=== Provided data ===
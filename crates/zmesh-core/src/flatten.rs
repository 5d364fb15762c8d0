//! 实体展平
//!
//! 多段线爆炸为直线/圆弧段，圆弧、圆和椭圆离散为折线。
//! 展平结果沿用源实体的序号和颜色，坐标仍为文档单位（WCS）。

use crate::entity::{Entity, Ordinal};
use crate::geometry::Geometry;
use crate::math::Point3;
use crate::options::TessellationOptions;
use crate::properties::ColorCode;

/// 展平后的图元
#[derive(Debug, Clone, PartialEq)]
pub enum Primitive {
    /// 面的顶点
    Face(Vec<Point3>),
    /// 按走向排列的折线顶点
    Chain(Vec<Point3>),
    /// 独立点
    Point(Point3),
}

/// 展平后的实体
#[derive(Debug, Clone, PartialEq)]
pub struct FlatEntity {
    pub ordinal: Ordinal,
    pub color: ColorCode,
    pub primitive: Primitive,
}

/// 展平单个实体
pub fn flatten_entity(entity: &Entity, options: &TessellationOptions) -> FlatEntity {
    let primitive = match &entity.geometry {
        Geometry::Face(face) => Primitive::Face(face.vertices.clone()),
        Geometry::Line(line) => Primitive::Chain(vec![line.start, line.end]),
        Geometry::Arc(arc) => Primitive::Chain(arc.sample_points(options)),
        Geometry::Circle(circle) => Primitive::Chain(circle.sample_points(options)),
        Geometry::Ellipse(ellipse) => Primitive::Chain(ellipse.sample_points(options)),
        Geometry::Polyline(polyline) => Primitive::Chain(polyline.sample_points(options)),
        Geometry::Point(point) => Primitive::Point(point.position),
    };

    FlatEntity {
        ordinal: entity.ordinal,
        color: entity.color,
        primitive,
    }
}

/// 按文档顺序展平全部实体
pub fn flatten(entities: &[Entity], options: &TessellationOptions) -> Vec<FlatEntity> {
    let flat: Vec<FlatEntity> = entities
        .iter()
        .map(|entity| flatten_entity(entity, options))
        .collect();

    tracing::debug!(
        entities = entities.len(),
        vertices = flat.iter().map(|f| f.vertex_count()).sum::<usize>(),
        "实体展平完成"
    );
    flat
}

impl FlatEntity {
    /// 顶点数
    pub fn vertex_count(&self) -> usize {
        match &self.primitive {
            Primitive::Face(vertices) | Primitive::Chain(vertices) => vertices.len(),
            Primitive::Point(_) => 1,
        }
    }
}
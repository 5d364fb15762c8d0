//! 单位系统
//!
//! 根据 DXF 头部的 `$INSUNITS` 选择长度换算系数，输出统一为米。
//! 只区分毫米和厘米，其余单位（包括无单位）按已经是米处理，
//! 这是与现有分析软件约定一致的近似。

use serde::{Deserialize, Serialize};

/// 绘图单位
#[derive(Debug, Clone, Copy, PartialEq, Eq, Hash, Serialize, Deserialize, Default)]
pub enum Unit {
    /// 毫米
    Millimeter,
    /// 厘米
    Centimeter,
    /// 其他单位（含无单位），不做换算
    #[default]
    Unscaled,
}

impl Unit {
    /// 从 `$INSUNITS` 代码解析
    pub fn from_insunits(code: i16) -> Self {
        match code {
            4 => Unit::Millimeter,
            5 => Unit::Centimeter,
            _ => Unit::Unscaled,
        }
    }

    /// 坐标换算系数
    pub fn scale_factor(&self) -> f64 {
        match self {
            Unit::Millimeter => 1e-3,
            Unit::Centimeter => 1e-2,
            Unit::Unscaled => 1.0,
        }
    }

    /// 获取单位符号
    pub fn symbol(&self) -> &'static str {
        match self {
            Unit::Millimeter => "mm",
            Unit::Centimeter => "cm",
            Unit::Unscaled => "",
        }
    }
}

impl std::fmt::Display for Unit {
    fn fmt(&self, f: &mut std::fmt::Formatter<'_>) -> std::fmt::Result {
        match self {
            Unit::Unscaled => write!(f, "unscaled"),
            other => write!(f, "{}", other.symbol()),
        }
    }
}
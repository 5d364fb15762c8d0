//! 网格生成错误定义

use crate::entity::Ordinal;
use thiserror::Error;

#[derive(Error, Debug, Clone, PartialEq)]
pub enum MeshError {
    #[error("no convertible geometry found")]
    EmptyGeometry,

    #[error("face #{ordinal} has {count} vertices, at most {max} are supported")]
    PlateTooLarge {
        ordinal: Ordinal,
        count: usize,
        max: usize,
    },
}
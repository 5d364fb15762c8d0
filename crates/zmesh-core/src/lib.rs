//! ZMesh 核心
//!
//! 将 CAD 图元转换为有限元风格的网格描述：节点、杆件和板。
//!
//! # 处理流程
//!
//! - `units`: 按图纸单位确定坐标换算系数
//! - `flatten`: 多段线爆炸、曲线离散（保留源实体序号）
//! - `extract`: 逐顶点提取坐标和属性（颜色号）
//! - `mesh`: 节点去重，按序号分组生成杆件和板
//!
//! # 示例
//!
//! ```rust
//! use zmesh_core::prelude::*;
//!
//! let line = Line::new(Point3::origin(), Point3::new(1000.0, 0.0, 0.0));
//! let entities = vec![Entity::new(1, Geometry::Line(line))];
//!
//! let options = MeshOptions::default();
//! let flat = flatten(&entities, &options.tessellation);
//! let extraction = extract(&flat, Unit::Millimeter.scale_factor(), 5.0);
//! let mesh = MeshBuilder::new(options).build(&extraction).unwrap();
//!
//! assert_eq!(mesh.nodes.len(), 2);
//! assert_eq!(mesh.bars.len(), 1);
//! ```

pub mod entity;
pub mod error;
pub mod extract;
pub mod flatten;
pub mod geometry;
pub mod math;
pub mod mesh;
pub mod options;
pub mod properties;
pub mod transform;
pub mod units;

pub use error::MeshError;

pub mod prelude {
    //! 常用类型的便捷导入
    pub use crate::entity::{Entity, Ordinal};
    pub use crate::error::MeshError;
    pub use crate::extract::{extract, ElementKind, Extraction, RawElement};
    pub use crate::flatten::{flatten, FlatEntity, Primitive};
    pub use crate::geometry::{
        Arc, Circle, Ellipse, Face, Geometry, Line, Point, Polyline, PolylineVertex,
    };
    pub use crate::math::{Point3, Vector3};
    pub use crate::mesh::{Bar, Mesh, MeshBuilder, NodeId, NodeTable, Plate};
    pub use crate::options::{MeshOptions, TessellationOptions};
    pub use crate::properties::ColorCode;
    pub use crate::units::Unit;
}
//! 对象坐标系（OCS）变换
//!
//! DXF 中圆、圆弧和二维多段线的坐标保存在由拉伸方向（法向量）定义的
//! 对象坐标系中，这里使用 DXF 的任意轴算法将其转换到世界坐标系（WCS）。

use crate::math::{Matrix3, Point3, Vector3, EPSILON};
use serde::{Deserialize, Serialize};

/// 任意轴算法的阈值
const ARBITRARY_AXIS_LIMIT: f64 = 1.0 / 64.0;

/// 对象坐标系
#[derive(Debug, Clone, Copy, Serialize, Deserialize)]
pub struct Ocs {
    /// 列向量依次为 OCS 的 X、Y、Z 轴（世界坐标）
    basis: Matrix3,
    identity: bool,
}

impl Ocs {
    /// 与世界坐标系重合的 OCS
    pub fn world() -> Self {
        Self {
            basis: Matrix3::identity(),
            identity: true,
        }
    }

    /// 由拉伸方向创建 OCS
    ///
    /// 零长度法向量按 (0, 0, 1) 处理。
    pub fn from_normal(normal: Vector3) -> Self {
        let length = normal.norm();
        if length < EPSILON {
            return Self::world();
        }
        let az = normal / length;
        if (az - Vector3::z()).norm() < EPSILON {
            return Self::world();
        }

        let ax = if az.x.abs() < ARBITRARY_AXIS_LIMIT && az.y.abs() < ARBITRARY_AXIS_LIMIT {
            Vector3::y().cross(&az)
        } else {
            Vector3::z().cross(&az)
        }
        .normalize();
        let ay = az.cross(&ax).normalize();

        Self {
            basis: Matrix3::from_columns(&[ax, ay, az]),
            identity: false,
        }
    }

    /// OCS 坐标转换为 WCS 坐标
    pub fn to_wcs(&self, point: &Point3) -> Point3 {
        if self.identity {
            return *point;
        }
        Point3::from(self.basis * point.coords)
    }
}

impl Default for Ocs {
    fn default() -> Self {
        Self::world()
    }
}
===
Your task is to restate, word for word, the line with "Vector3::z().cross(&az)" and all lines after it, ending with the last line of the data.

            Vector3::z().cross(&az)
        }
        .normalize();
        let ay = az.cross(&ax).normalize();

        Self {
            basis: Matrix3::from_columns(&[ax, ay, az]),
            identity: false,
        }
    }

    /// OCS 坐标转换为 WCS 坐标
    pub fn to_wcs(&self, point: &Point3) -> Point3 {
        if self.identity {
            return *point;
        }
        Point3::from(self.basis * point.coords)
    }
}

impl Default for Ocs {
    fn default() -> Self {
        Self::world()
    }
}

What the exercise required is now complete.